Of course, the outstanding numbers here are the money provided by “Labour” to four of the candidates, all elected. At and average of $4,800 per candidate, this clearly puts those four candidate way above the rest of the field in spending. Actually, without the money from Labour, they would have still been the top four spenders in the election by a healthy margin. So the utility of having all that extra cash is suspect. Especially if you plot the number of votes vs. the amount of spending:

Note those 4 circled outliers: that is the strange result of the labour funding.

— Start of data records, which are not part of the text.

//! Line-preserving text truncation
//!
//! Snippets extracted from build logs are bounded in two independent ways:
//! by the width of each line and by the total number of lines. Both
//! operations split on `\n` and keep every newline where it was, so blank
//! lines and a trailing newline survive untouched.
//!
//! # Examples
//!
//! ```rust
//! use bambot::{truncate_lines_count, truncate_lines_width};
//!
//! assert_eq!(truncate_lines_width("12345678\nX\n", 7), "1234...\nX\n");
//! assert_eq!(truncate_lines_count("1\n2\n3", 2), "1\n2\n...");
//! ```

/// Marker appended to a shortened line and used as the final line of a
/// shortened text.
pub const ELLIPSIS: &str = "...";

/// Smallest `max_width` that leaves room for at least one character of
/// content in front of [`ELLIPSIS`].
pub const MIN_LINE_WIDTH: usize = 4;

/// Shorten every line longer than `max_width` characters.
///
/// A long line is replaced by its first `max_width - 3` characters followed
/// by `...`, so the result is exactly `max_width` characters wide. Lines that
/// already fit are returned byte-for-byte.
///
/// `max_width` must be at least [`MIN_LINE_WIDTH`]. Smaller values trip a
/// debug assertion and are raised to the minimum in release builds.
pub fn truncate_lines_width(text: &str, max_width: usize) -> String {
    debug_assert!(
        max_width >= MIN_LINE_WIDTH,
        "max_width {} is below the minimum of {}",
        max_width,
        MIN_LINE_WIDTH
    );
    let max_width = max_width.max(MIN_LINE_WIDTH);
    let keep = max_width - ELLIPSIS.len();

    let mut output = String::with_capacity(text.len());
    for (i, line) in text.split('\n').enumerate() {
        if i > 0 {
            output.push('\n');
        }
        if line.chars().count() > max_width {
            output.extend(line.chars().take(keep));
            output.push_str(ELLIPSIS);
        } else {
            output.push_str(line);
        }
    }
    output
}

/// Keep at most `max_lines` lines of `text`.
///
/// When `text` has more lines than allowed, the first `max_lines` lines are
/// kept and a final `...` line is appended; the result then has
/// `max_lines + 1` lines. Otherwise the input is returned unchanged.
pub fn truncate_lines_count(text: &str, max_lines: usize) -> String {
    if line_count(text) <= max_lines {
        return text.to_string();
    }

    let mut kept: Vec<&str> = text.split('\n').take(max_lines).collect();
    kept.push(ELLIPSIS);
    kept.join("\n")
}

/// Number of `\n`-separated lines, counting a trailing empty line.
pub fn line_count(text: &str) -> usize {
    text.split('\n').count()
}
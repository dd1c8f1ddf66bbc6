//! Log input sources
//!
//! The scanner only ever sees an in-memory string. This is where that string
//! comes from when Bambot runs as a CLI.

use std::fmt;
use std::io::Read;
use std::path::{Path, PathBuf};

use crate::error::ScanError;

/// Where a build log is read from
#[derive(Debug, Clone, PartialEq, Eq)]
pub enum LogSource {
    /// A log file on disk
    File(PathBuf),
    /// Standard input
    Stdin,
}

impl LogSource {
    /// Interpret a command-line argument, `-` meaning stdin
    pub fn from_arg(arg: &Path) -> Self {
        if arg.as_os_str() == "-" {
            Self::Stdin
        } else {
            Self::File(arg.to_path_buf())
        }
    }

    /// Read the whole log.
    ///
    /// Build logs are not always valid UTF-8; invalid sequences are replaced
    /// rather than rejected.
    pub fn read(&self) -> Result<String, ScanError> {
        match self {
            Self::File(path) => std::fs::read(path)
                .map(|bytes| String::from_utf8_lossy(&bytes).into_owned())
                .map_err(|source| ScanError::FileRead {
                    path: path.display().to_string(),
                    source,
                }),
            Self::Stdin => {
                let mut bytes = Vec::new();
                std::io::stdin()
                    .read_to_end(&mut bytes)
                    .map_err(ScanError::Stdin)?;
                Ok(String::from_utf8_lossy(&bytes).into_owned())
            }
        }
    }
}

impl fmt::Display for LogSource {
    fn fmt(&self, f: &mut fmt::Formatter<'_>) -> fmt::Result {
        match self {
            Self::File(path) => write!(f, "{}", path.display()),
            Self::Stdin => write!(f, "<stdin>"),
        }
    }
}
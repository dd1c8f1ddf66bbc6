//! Built-in failure signatures
//!
//! Order is priority: the scanner stops at the first signature that
//! matches, and the generic fallback is only consulted when none do. A new
//! build tool failure mode is supported by adding one entry here.
//!
//! Line-anchored patterns use CRLF mode (`R`) so `^` and `$` also work on
//! logs produced on Windows agents.

use super::rule::RuleDefinition;

pub const JAVA_COMPILATION_COMMENT: &str = "Bambot detected a Java compilation error!";
pub const JAVA_TEST_COMMENT: &str = "Bambot detected a Java unit test failure!";
pub const CSHARP_TEST_COMMENT: &str = "Bambot detected a C# unit test/integration test failure!";
pub const CSHARP_BUILD_COMMENT: &str = "Bambot detected a C# build error!";
pub const PYTHON_TEST_COMMENT: &str = "Bambot detected a Python (sdk?) unit test test failure!";
pub const PYTHON_ERROR_COMMENT: &str = "Bambot detected a Python error!";
pub const GRUNT_COMMENT: &str = "Bambot detected a front-end Grunt build error!";
pub const NPM_COMMENT: &str = "Bambot detected an npm error!";
pub const GENERIC_COMMENT: &str = "Bambot detected an error!";

/// Name of the generic fallback rule
pub const GENERIC_RULE: &str = "generic";

/// Specific signatures, highest priority first
pub fn builtin_signatures() -> Vec<RuleDefinition> {
    vec![
        // Maven compiler plugin
        RuleDefinition::region(
            "java-compilation",
            JAVA_COMPILATION_COMMENT,
            r"\[ERROR\] COMPILATION ERROR",
            r"\[INFO\] -{20,}",
        ),
        // Maven surefire summary
        RuleDefinition::window(
            "java-test",
            JAVA_TEST_COMMENT,
            r"(?mR)^\[ERROR\] (?:Failures|Errors):[ \t]*$",
        )
        .with_context(0, 15),
        // dotnet test / vstest
        RuleDefinition::window(
            "csharp-test",
            CSHARP_TEST_COMMENT,
            r"(?mR)^[ \t]*Error Message:[ \t]*$",
        )
        .with_context(1, 10),
        // csc / msbuild
        RuleDefinition::window(
            "csharp-build",
            CSHARP_BUILD_COMMENT,
            r": error (?:CS|MSB)\d{4}:",
        )
        .with_context(0, 5),
        // pytest failure section
        RuleDefinition::region(
            "python-test",
            PYTHON_TEST_COMMENT,
            r"(?mR)^=+ FAILURES =+[ \t]*$",
            r"(?mR)^=+ (?:short test summary info|.*\bfailed\b.*) =+[ \t]*$",
        ),
        // Header, indented frames, then the unindented exception line
        RuleDefinition::window(
            "python-error",
            PYTHON_ERROR_COMMENT,
            r"(?mR)^Traceback \(most recent call last\):[ \t]*$(?:\r?\n[ \t]+.*$)*(?:\r?\n\S.*$)?",
        )
        .with_context(0, 0)
        .last_occurrence(),
        RuleDefinition::window(
            "grunt",
            GRUNT_COMMENT,
            r"(?mR)^Aborted due to warnings\.[ \t]*$",
        )
        .with_context(8, 0)
        .last_occurrence(),
        RuleDefinition::window("npm", NPM_COMMENT, r"(?mR)^npm ERR! code \S+").with_context(0, 10),
    ]
}

/// Catch-all rule evaluated after every signature.
///
/// Extraction starts at the last error-like word and never looks above it,
/// so benign mentions earlier in the log stay out of the snippet.
pub fn generic_fallback() -> RuleDefinition {
    RuleDefinition::window(GENERIC_RULE, GENERIC_COMMENT, r"(?i)\b(?:error|fatal)\b")
        .with_context(0, 10)
        .last_occurrence()
}
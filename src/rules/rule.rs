//! Failure signature rules
//!
//! A rule comes in two shapes. [`RuleDefinition`] is plain data: the
//! compiled-in table and the `[[rules]]` entries of `.bambot.toml` are both
//! written this way. [`Rule`] is the compiled form used by the scanner, with
//! every pattern already turned into a [`Regex`].

use regex::Regex;
use serde::{Deserialize, Serialize};

use super::extract::line_window;
use crate::error::RuleError;

/// Which match of a window pattern a rule extracts around.
#[derive(Debug, Clone, Copy, Default, PartialEq, Eq, Serialize, Deserialize)]
#[serde(rename_all = "lowercase")]
pub enum Occurrence {
    /// The earliest match in the log
    #[default]
    First,
    /// The latest match in the log, usually closest to the real failure
    Last,
}

fn default_after() -> usize {
    10
}

/// How a rule finds its signature and carves the snippet, as written in
/// configuration.
#[derive(Debug, Clone, PartialEq, Eq, Serialize, Deserialize)]
#[serde(tag = "policy", rename_all = "snake_case")]
pub enum PolicyDefinition {
    /// Everything from the first `start` match up to the next `end` match
    Region {
        /// Pattern opening the region, included in the snippet
        start: String,
        /// Pattern closing the region, excluded from the snippet
        end: String,
    },
    /// Whole lines around one match of `pattern`
    Window {
        /// Signature pattern
        pattern: String,
        /// Which match to use
        #[serde(default)]
        occurrence: Occurrence,
        /// Lines of context above the match
        #[serde(default)]
        before: usize,
        /// Lines of context below the match
        #[serde(default = "default_after")]
        after: usize,
    },
}

/// Uncompiled rule.
///
/// # Examples
///
/// ```rust
/// use bambot::rules::{Rule, RuleDefinition};
///
/// let definition = RuleDefinition::window("terraform", "Terraform failed!", r"(?m)^Error: ")
///     .with_issue("OPS-42")
///     .with_context(0, 5)
///     .last_occurrence();
///
/// let rule = Rule::compile(&definition).unwrap();
/// assert_eq!(rule.find("ok\nError: boom\nmore"), Some("Error: boom\nmore"));
/// ```
#[derive(Debug, Clone, PartialEq, Eq, Serialize, Deserialize)]
pub struct RuleDefinition {
    /// Stable rule name, unique within a rule set
    pub name: String,

    /// Comment reported when the rule matches
    pub comment: String,

    /// Issue tracker key for this signature
    #[serde(default, skip_serializing_if = "Option::is_none")]
    pub issue: Option<String>,

    /// Matching and extraction policy
    #[serde(flatten)]
    pub policy: PolicyDefinition,
}

impl RuleDefinition {
    /// Create a rule capturing the text between two anchors
    pub fn region(
        name: impl Into<String>,
        comment: impl Into<String>,
        start: impl Into<String>,
        end: impl Into<String>,
    ) -> Self {
        Self {
            name: name.into(),
            comment: comment.into(),
            issue: None,
            policy: PolicyDefinition::Region {
                start: start.into(),
                end: end.into(),
            },
        }
    }

    /// Create a rule capturing the first match of `pattern` with no context
    /// above and the default context below
    pub fn window(
        name: impl Into<String>,
        comment: impl Into<String>,
        pattern: impl Into<String>,
    ) -> Self {
        Self {
            name: name.into(),
            comment: comment.into(),
            issue: None,
            policy: PolicyDefinition::Window {
                pattern: pattern.into(),
                occurrence: Occurrence::First,
                before: 0,
                after: default_after(),
            },
        }
    }

    /// Set the issue tracker key
    pub fn with_issue(mut self, issue: impl Into<String>) -> Self {
        self.issue = Some(issue.into());
        self
    }

    /// Set the lines of context of a window rule
    pub fn with_context(mut self, lines_before: usize, lines_after: usize) -> Self {
        if let PolicyDefinition::Window { before, after, .. } = &mut self.policy {
            *before = lines_before;
            *after = lines_after;
        }
        self
    }

    /// Make a window rule extract around its last match
    pub fn last_occurrence(mut self) -> Self {
        if let PolicyDefinition::Window { occurrence, .. } = &mut self.policy {
            *occurrence = Occurrence::Last;
        }
        self
    }
}

/// Compiled matching policy.
#[derive(Debug, Clone)]
pub enum MatchPolicy {
    /// Text from the first `start` match to the following `end` match
    Region { start: Regex, end: Regex },
    /// Lines around the first or last `pattern` match
    Window {
        pattern: Regex,
        occurrence: Occurrence,
        before: usize,
        after: usize,
    },
}

/// A compiled failure signature.
#[derive(Debug, Clone)]
pub struct Rule {
    name: String,
    comment: String,
    issue_reference: Option<String>,
    policy: MatchPolicy,
}

fn compile_pattern(rule: &str, pattern: &str) -> Result<Regex, RuleError> {
    Regex::new(pattern).map_err(|source| RuleError::InvalidPattern {
        rule: rule.to_string(),
        pattern: pattern.to_string(),
        source,
    })
}

impl Rule {
    /// Compile a definition, failing on the first invalid pattern
    pub fn compile(definition: &RuleDefinition) -> Result<Self, RuleError> {
        let name = definition.name.as_str();
        let policy = match &definition.policy {
            PolicyDefinition::Region { start, end } => MatchPolicy::Region {
                start: compile_pattern(name, start)?,
                end: compile_pattern(name, end)?,
            },
            PolicyDefinition::Window {
                pattern,
                occurrence,
                before,
                after,
            } => MatchPolicy::Window {
                pattern: compile_pattern(name, pattern)?,
                occurrence: *occurrence,
                before: *before,
                after: *after,
            },
        };

        Ok(Self {
            name: definition.name.clone(),
            comment: definition.comment.clone(),
            issue_reference: definition.issue.clone(),
            policy,
        })
    }

    pub fn name(&self) -> &str {
        &self.name
    }

    pub fn comment(&self) -> &str {
        &self.comment
    }

    pub fn issue_reference(&self) -> Option<&str> {
        self.issue_reference.as_deref()
    }

    pub fn policy(&self) -> &MatchPolicy {
        &self.policy
    }

    /// Short human-readable form of the policy, for rule listings
    pub fn policy_summary(&self) -> String {
        match &self.policy {
            MatchPolicy::Region { start, end } => {
                format!("region {} .. {}", start.as_str(), end.as_str())
            }
            MatchPolicy::Window {
                pattern,
                occurrence,
                before,
                after,
            } => {
                let which = match occurrence {
                    Occurrence::First => "first",
                    Occurrence::Last => "last",
                };
                format!("{} {} (-{}/+{} lines)", which, pattern.as_str(), before, after)
            }
        }
    }

    /// Extract the untruncated snippet for this rule, or `None` when the
    /// signature is absent.
    ///
    /// A region whose start anchor has no end anchor after it does not match.
    pub fn find<'t>(&self, text: &'t str) -> Option<&'t str> {
        match &self.policy {
            MatchPolicy::Region { start, end } => {
                let opening = start.find(text)?;
                let closing = end.find_at(text, opening.end())?;
                Some(&text[opening.start()..closing.start()])
            }
            MatchPolicy::Window {
                pattern,
                occurrence,
                before,
                after,
            } => {
                let found = match occurrence {
                    Occurrence::First => pattern.find(text),
                    Occurrence::Last => pattern.find_iter(text).last(),
                }?;
                Some(line_window(text, found.start(), found.end(), *before, *after))
            }
        }
    }
}

#[cfg(test)]
mod tests {
    use super::*;

    fn compile(definition: RuleDefinition) -> Rule {
        Rule::compile(&definition).unwrap()
    }

    #[test]
    fn test_region_includes_start_excludes_end() {
        let rule = compile(RuleDefinition::region("r", "c", r"BEGIN", r"END"));
        assert_eq!(rule.find("xx BEGIN\nbody\nEND yy"), Some("BEGIN\nbody\n"));
    }

    #[test]
    fn test_region_without_end_does_not_match() {
        let rule = compile(RuleDefinition::region("r", "c", r"BEGIN", r"END"));
        assert_eq!(rule.find("BEGIN\nbody"), None);
        assert_eq!(rule.find("END\nBEGIN\nbody"), None);
    }

    #[test]
    fn test_region_uses_first_start_anchor() {
        let rule = compile(RuleDefinition::region("r", "c", r"BEGIN \d", r"END"));
        assert_eq!(rule.find("BEGIN 1\nEND\nBEGIN 2\nEND"), Some("BEGIN 1\n"));
    }

    #[test]
    fn test_region_end_anchor_respects_multiline_start() {
        let rule = compile(RuleDefinition::region("r", "c", r"(?m)^BEGIN$", r"(?m)^END$"));
        assert_eq!(rule.find("BEGIN\nnot END\nEND\n"), Some("BEGIN\nnot END\n"));
    }

    #[test]
    fn test_window_first_and_last() {
        let text = "a\nerror one\nb\nerror two\nc";
        let first = compile(RuleDefinition::window("w", "c", "error").with_context(0, 0));
        let last = compile(
            RuleDefinition::window("w", "c", "error")
                .with_context(0, 1)
                .last_occurrence(),
        );
        assert_eq!(first.find(text), Some("error one"));
        assert_eq!(last.find(text), Some("error two\nc"));
    }

    #[test]
    fn test_window_no_match() {
        let rule = compile(RuleDefinition::window("w", "c", "error"));
        assert_eq!(rule.find(""), None);
        assert_eq!(rule.find("all good"), None);
    }

    #[test]
    fn test_invalid_pattern_is_reported_with_rule_name() {
        let err = Rule::compile(&RuleDefinition::window("broken", "c", "(unclosed")).unwrap_err();
        match err {
            RuleError::InvalidPattern { rule, pattern, .. } => {
                assert_eq!(rule, "broken");
                assert_eq!(pattern, "(unclosed");
            }
            other => panic!("unexpected error: {other}"),
        }
    }

    #[test]
    fn test_invalid_end_anchor_is_reported() {
        let definition = RuleDefinition::region("r", "c", "ok", "[");
        assert!(matches!(
            Rule::compile(&definition),
            Err(RuleError::InvalidPattern { .. })
        ));
    }

    #[test]
    fn test_builders_ignore_region_rules() {
        let definition = RuleDefinition::region("r", "c", "a", "b")
            .with_context(3, 3)
            .last_occurrence()
            .with_issue("BAM-1");
        assert_eq!(
            definition.policy,
            PolicyDefinition::Region {
                start: "a".to_string(),
                end: "b".to_string()
            }
        );
        assert_eq!(definition.issue.as_deref(), Some("BAM-1"));
    }

    #[test]
    fn test_accessors_copy_definition() {
        let rule = compile(RuleDefinition::window("w", "Comment!", "x").with_issue("BAM-7"));
        assert_eq!(rule.name(), "w");
        assert_eq!(rule.comment(), "Comment!");
        assert_eq!(rule.issue_reference(), Some("BAM-7"));
        assert!(matches!(rule.policy(), MatchPolicy::Window { .. }));
    }

    #[test]
    fn test_policy_summary() {
        let rule = compile(
            RuleDefinition::window("w", "c", "boom")
                .with_context(2, 4)
                .last_occurrence(),
        );
        assert_eq!(rule.policy_summary(), "last boom (-2/+4 lines)");
        let region = compile(RuleDefinition::region("r", "c", "a", "b"));
        assert_eq!(region.policy_summary(), "region a .. b");
    }

    #[test]
    fn test_definition_from_toml() {
        let definition: RuleDefinition = toml::from_str(
            r#"
name = "terraform"
comment = "Terraform failed!"
issue = "OPS-42"
policy = "window"
pattern = "(?m)^Error: "
occurrence = "last"
before = 1
"#,
        )
        .unwrap();
        assert_eq!(definition.issue.as_deref(), Some("OPS-42"));
        assert_eq!(
            definition.policy,
            PolicyDefinition::Window {
                pattern: "(?m)^Error: ".to_string(),
                occurrence: Occurrence::Last,
                before: 1,
                after: 10,
            }
        );
    }
}
//! Utility modules for Bambot

pub mod truncate;

pub use truncate::{truncate_lines_count, truncate_lines_width};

There are other trends to take note of. Jonina Campbell was the most effective fundraiser (even discounting the Labour money) by far. I suspect that had much to do with her rather refreshing approach and her very effective public speaking during the campaign. The amount of personal money that most candidates sunk into the election was also significant. Spending by the candidates themselves totalled almost $40,000 and almost twice as much as Organized Labour spent on the School Board campaign in New Westminster.

Finally, a bi-modal distribution shows up again when you plot the amount of money spent by candidates per vote.

The Labour Council-backed candidates all spent a little more than $2 per vote, where the non-affiliated candidates all spent less than $1. More remarkable is that, outside of the vetted 4, there is little correlation between spending and the vote received. In the non-labour affiliated subgroup, the value of the candidate seems more important than the money spent.